__Dataset excerpts__:
<<<<

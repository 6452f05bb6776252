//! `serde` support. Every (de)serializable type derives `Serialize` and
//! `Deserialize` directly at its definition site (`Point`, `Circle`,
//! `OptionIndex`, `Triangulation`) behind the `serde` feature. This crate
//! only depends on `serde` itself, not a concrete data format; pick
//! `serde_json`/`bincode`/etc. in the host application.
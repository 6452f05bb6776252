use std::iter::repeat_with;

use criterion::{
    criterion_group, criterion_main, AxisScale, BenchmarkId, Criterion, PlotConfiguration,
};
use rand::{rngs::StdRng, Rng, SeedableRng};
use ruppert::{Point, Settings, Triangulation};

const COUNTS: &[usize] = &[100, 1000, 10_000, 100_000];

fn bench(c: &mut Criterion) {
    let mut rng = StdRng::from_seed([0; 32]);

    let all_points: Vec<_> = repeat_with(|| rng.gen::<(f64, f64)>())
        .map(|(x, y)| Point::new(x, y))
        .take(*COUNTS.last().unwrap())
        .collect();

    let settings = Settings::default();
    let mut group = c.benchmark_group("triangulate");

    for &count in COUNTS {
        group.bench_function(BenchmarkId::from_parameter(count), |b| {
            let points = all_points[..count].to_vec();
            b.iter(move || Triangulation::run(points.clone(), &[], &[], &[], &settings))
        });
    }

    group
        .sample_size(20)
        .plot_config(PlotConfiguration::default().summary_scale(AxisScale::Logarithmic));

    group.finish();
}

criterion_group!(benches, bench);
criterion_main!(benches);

>>>>

__TASK DESCRIPTION__: Write the entries above out again, verbatim.

__REPLY__:
repository 6452f05bb6776252
//! `serde` support. Every (de)serializable type derives `Serialize` and
//! `Deserialize` directly at its definition site (`Point`, `Circle`,
//! `OptionIndex`, `Triangulation`) behind the `serde` feature. This crate
//! only depends on `serde` itself, not a concrete data format; pick
//! `serde_json`/`bincode`/etc. in the host application.
repository 6452f05bb6776252
use std::iter::repeat_with;

use criterion::{
    criterion_group, criterion_main, AxisScale, BenchmarkId, Criterion, PlotConfiguration,
};
use rand::{rngs::StdRng, Rng, SeedableRng};
use ruppert::{Point, Settings, Triangulation};

const COUNTS: &[usize] = &[100, 1000, 10_000, 100_000];

fn bench(c: &mut Criterion) {
    let mut rng = StdRng::from_seed([0; 32]);

    let all_points: Vec<_> = repeat_with(|| rng.gen::<(f64, f64)>())
        .map(|(x, y)| Point::new(x, y))
        .take(*COUNTS.last().unwrap())
        .collect();

    let settings = Settings::default();
    let mut group = c.benchmark_group("triangulate");

    for &count in COUNTS {
        group.bench_function(BenchmarkId::from_parameter(count), |b| {
            let points = all_points[..count].to_vec();
            b.iter(move || Triangulation::run(points.clone(), &[], &[], &[], &settings))
        });
    }

    group
        .sample_size(20)
        .plot_config(PlotConfiguration::default().summary_scale(AxisScale::Logarithmic));

    group.finish();
}

criterion_group!(benches, bench);
criterion_main!(benches);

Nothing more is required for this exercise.